A New Target Enzyme for Environmental Carcinogens to Alter our Epigenetic Program and Cause Cancer

Nickel compounds are important environment pollutants arising from oil-  and coal-burning power plants.  Occupational exposures to nickel compounds are also not uncommon, and these exposures have been shown to cause respiratory cancers in workers.  Chen and Costa in the NYU NIEHS Center are engaged in finding the mechanisms by which nickel ions turn off the expression of genes that prevent a normal cell from becoming cancerous.  During the course of these studies, the researchers observed that nickel ions increase the cellular levels of an important molecule or signal (dimethylated histone H3 lysine 9), which is used by cells to turn off the expression of genes.  This study led the researchers to the identification of a novel class of enzymes (histone H3 lysine 9 demethylases) that function to remove this signal in cells.  Importantly, the investigators have found that this class of enzymes is extremely sensitive to nickel ions.  Ongoing work at the Center demonstrates that nickel ions can bind to these enzymes tightly and specifically, thereby preventing the utilization of iron ions by these enzymes for their functions, leading to histone H3 lysine 9 methylation signal which leads to DNA methylation and gene silencing.  Since many other enzymes utilize iron in a similar way for their functions, this study may help Center investigators to identify similar enzymes as targets of nickel toxicity and carcinogenicity.

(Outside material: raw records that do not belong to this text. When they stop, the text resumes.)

// Destination authentication
//
// DESIGN: A closed set of credential strategies. Each variant is validated
// when the configuration is resolved, so a bad credential aborts startup
// instead of failing on the first flush. At dispatch time the provider only
// adds an Authorization header to the outgoing request.

use crate::config::{AuthenticationConfig, ConfigError};
use crate::destinations::BulkRequest;
use base64::Engine;
use base64::engine::general_purpose::STANDARD;
use std::fmt;

#[derive(Clone, PartialEq, Eq)]
pub enum AuthProvider {
    /// `Authorization: Basic <base64(user:password)>`
    Basic { encoded: String },
    /// `Authorization: Bearer <token>`
    Bearer { token: String },
}

impl AuthProvider {
    pub fn basic(user: &str, password: &str) -> Result<Self, ConfigError> {
        if user.is_empty() {
            return Err(ConfigError::MissingCredential {
                kind: "BASIC",
                field: "user",
            });
        }
        if password.is_empty() {
            return Err(ConfigError::MissingCredential {
                kind: "BASIC",
                field: "password",
            });
        }

        let encoded = STANDARD.encode(format!("{}:{}", user, password));
        Ok(AuthProvider::Basic { encoded })
    }

    pub fn bearer(token: &str) -> Result<Self, ConfigError> {
        if token.trim().is_empty() {
            return Err(ConfigError::MissingCredential {
                kind: "BEARER",
                field: "token",
            });
        }
        Ok(AuthProvider::Bearer {
            token: token.to_string(),
        })
    }

    /// Builds the provider named by `config.auth_type`. Unknown types are a
    /// configuration error.
    pub fn from_config(config: &AuthenticationConfig) -> Result<Self, ConfigError> {
        match config.auth_type.as_str() {
            "basic" => Self::basic(credential(config, "user"), credential(config, "password")),
            "bearer" => Self::bearer(credential(config, "token")),
            other => Err(ConfigError::UnsupportedAuthentication(other.to_string())),
        }
    }

    pub fn header_value(&self) -> String {
        match self {
            AuthProvider::Basic { encoded } => format!("Basic {}", encoded),
            AuthProvider::Bearer { token } => format!("Bearer {}", token),
        }
    }

    /// Adds the credentials to an outgoing request, replacing any
    /// Authorization header already present.
    pub fn apply(&self, request: &mut BulkRequest) {
        request.set_header("authorization", self.header_value());
    }
}

fn credential<'a>(config: &'a AuthenticationConfig, name: &str) -> &'a str {
    config.config.get(name).map(String::as_str).unwrap_or("")
}

// Credentials never end up in logs
impl fmt::Debug for AuthProvider {
    fn fmt(&self, f: &mut fmt::Formatter<'_>) -> fmt::Result {
        match self {
            AuthProvider::Basic { .. } => f.write_str("Basic(***)"),
            AuthProvider::Bearer { .. } => f.write_str("Bearer(***)"),
        }
    }
}

#[cfg(test)]
mod tests {
    use super::*;
    use std::collections::HashMap;

    fn auth_config(auth_type: &str, pairs: &[(&str, &str)]) -> AuthenticationConfig {
        AuthenticationConfig {
            auth_type: auth_type.to_string(),
            config: pairs
                .iter()
                .map(|(k, v)| (k.to_string(), v.to_string()))
                .collect::<HashMap<_, _>>(),
        }
    }

    #[test]
    fn test_basic_encodes_user_and_password() {
        let auth = AuthProvider::basic("elastic", "changeme").unwrap();
        // base64("elastic:changeme")
        assert_eq!(auth.header_value(), "Basic ZWxhc3RpYzpjaGFuZ2VtZQ==");
    }

    #[test]
    fn test_bearer_header() {
        let auth = AuthProvider::bearer("xaat-123").unwrap();
        assert_eq!(auth.header_value(), "Bearer xaat-123");
    }

    #[test]
    fn test_bearer_rejects_empty_token() {
        assert!(matches!(
            AuthProvider::bearer(""),
            Err(ConfigError::MissingCredential { kind: "BEARER", field: "token" })
        ));
        assert!(AuthProvider::bearer("   ").is_err());
    }

    #[test]
    fn test_basic_rejects_missing_fields() {
        assert!(AuthProvider::basic("", "secret").is_err());
        assert!(AuthProvider::basic("elastic", "").is_err());
    }

    #[test]
    fn test_from_config() {
        let basic = AuthProvider::from_config(&auth_config(
            "basic",
            &[("user", "elastic"), ("password", "changeme")],
        ))
        .unwrap();
        assert!(matches!(basic, AuthProvider::Basic { .. }));

        let bearer =
            AuthProvider::from_config(&auth_config("bearer", &[("token", "abc")])).unwrap();
        assert_eq!(bearer, AuthProvider::Bearer { token: "abc".into() });

        let missing = AuthProvider::from_config(&auth_config("bearer", &[]));
        assert!(missing.is_err());

        let unknown = AuthProvider::from_config(&auth_config("aws", &[]));
        assert!(matches!(unknown, Err(ConfigError::UnsupportedAuthentication(_))));
    }

    #[test]
    fn test_apply_sets_authorization_header() {
        let auth = AuthProvider::bearer("abc").unwrap();
        let mut request = BulkRequest::new("/_bulk", b"{}\n".to_vec());
        request.set_header("authorization", "Bearer stale");

        auth.apply(&mut request);

        assert_eq!(request.header("authorization"), Some("Bearer abc"));
        let auth_headers = request
            .headers
            .iter()
            .filter(|(name, _)| name == "authorization")
            .count();
        assert_eq!(auth_headers, 1);
    }

    #[test]
    fn test_debug_redacts_credentials() {
        let auth = AuthProvider::bearer("super-secret").unwrap();
        assert_eq!(format!("{:?}", auth), "Bearer(***)");
    }
}
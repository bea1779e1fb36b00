// Batch routing
//
// Splits a drained batch into one group per destination identifier.
// Order inside a group follows enqueue order; order across groups is
// unspecified. Groups for unknown identifiers are dropped for good.

use crate::config::DestinationConfig;
use crate::record::IncomingRecord;
use std::collections::HashMap;
use std::sync::Arc;
use tracing::warn;

/// Records bound for one configured destination.
#[derive(Debug)]
pub struct DestinationGroup {
    pub destination: Arc<DestinationConfig>,
    pub records: Vec<IncomingRecord>,
}

/// Records discarded because no destination carries their identifier.
#[derive(Debug, Clone, PartialEq, Eq)]
pub struct DroppedGroup {
    pub identifier: String,
    pub count: usize,
}

#[derive(Debug, Default)]
pub struct RoutedBatch {
    pub groups: Vec<DestinationGroup>,
    pub dropped: Vec<DroppedGroup>,
}

impl RoutedBatch {
    pub fn dropped_records(&self) -> usize {
        self.dropped.iter().map(|d| d.count).sum()
    }
}

pub struct Router {
    destinations: HashMap<String, Arc<DestinationConfig>>,
}

impl Router {
    pub fn new(destinations: impl IntoIterator<Item = Arc<DestinationConfig>>) -> Self {
        let destinations = destinations
            .into_iter()
            .map(|d| (d.identifier.clone(), d))
            .collect();
        Self { destinations }
    }

    pub fn route(&self, batch: Vec<IncomingRecord>) -> RoutedBatch {
        let mut by_identifier: HashMap<String, Vec<IncomingRecord>> = HashMap::new();
        for record in batch {
            by_identifier
                .entry(record.destination_identifier.clone())
                .or_default()
                .push(record);
        }

        let mut routed = RoutedBatch::default();
        for (identifier, records) in by_identifier {
            match self.destinations.get(&identifier) {
                Some(destination) => routed.groups.push(DestinationGroup {
                    destination: Arc::clone(destination),
                    records,
                }),
                None => {
                    warn!(
                        identifier = %identifier,
                        count = records.len(),
                        "cannot index records for unknown instance identifier, dropping"
                    );
                    routed.dropped.push(DroppedGroup {
                        identifier,
                        count: records.len(),
                    });
                }
            }
        }

        routed
    }
}
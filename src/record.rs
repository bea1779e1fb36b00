// Inbound event records
//
// Wire shape delivered by the event bus:
// {"meta":{"instance_identifier":"es-accesslog","timestamp":1709769600000},
//  "message":{"level":"INFO","message":"..."}}

use chrono::{DateTime, Utc};
use serde::Deserialize;
use serde_json::{Map, Value};
use thiserror::Error;

#[derive(Debug, Error)]
pub enum RecordError {
    #[error("malformed record: {0}")]
    Malformed(#[from] serde_json::Error),

    #[error("record has an empty instance_identifier")]
    EmptyIdentifier,

    #[error("record timestamp {0} is outside the representable range")]
    TimestampOutOfRange(i64),
}

/// One event waiting to be indexed.
#[derive(Debug, Clone, PartialEq)]
pub struct IncomingRecord {
    pub destination_identifier: String,
    pub event_timestamp: DateTime<Utc>,
    pub payload: Map<String, Value>,
}

#[derive(Deserialize)]
struct Envelope {
    meta: Meta,
    #[serde(default)]
    message: Map<String, Value>,
}

#[derive(Deserialize)]
struct Meta {
    instance_identifier: String,
    timestamp: i64,
}

impl IncomingRecord {
    pub fn new(
        destination_identifier: impl Into<String>,
        event_timestamp_millis: i64,
        payload: Map<String, Value>,
    ) -> Result<Self, RecordError> {
        let destination_identifier = destination_identifier.into();
        if destination_identifier.is_empty() {
            return Err(RecordError::EmptyIdentifier);
        }
        let event_timestamp = DateTime::from_timestamp_millis(event_timestamp_millis)
            .ok_or(RecordError::TimestampOutOfRange(event_timestamp_millis))?;

        Ok(Self {
            destination_identifier,
            event_timestamp,
            payload,
        })
    }

    /// Parses one record in the bus wire shape.
    pub fn from_json(json: &str) -> Result<Self, RecordError> {
        let envelope: Envelope = serde_json::from_str(json)?;
        Self::new(
            envelope.meta.instance_identifier,
            envelope.meta.timestamp,
            envelope.message,
        )
    }

    pub fn event_timestamp_millis(&self) -> i64 {
        self.event_timestamp.timestamp_millis()
    }
}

Chen, H. Ke, Q., Kluz, T. Yan, Y. and Costa, M.  Ni ions increase histone H3 Lysine 9 dimethylation and increase transgene silencing.  Mol.Cell. Biol. 26(10):3728-3737 (2006).

Chen, H., Yan, Y., Daividson, T.L., Shinkai, Y., and Costa, M.  Hypoxic stress induces demethylated histone H3 lysine 9 through histone methyltransferase G9a in mammalian cells. Cancer Res 66(18):9009-9016 (2006).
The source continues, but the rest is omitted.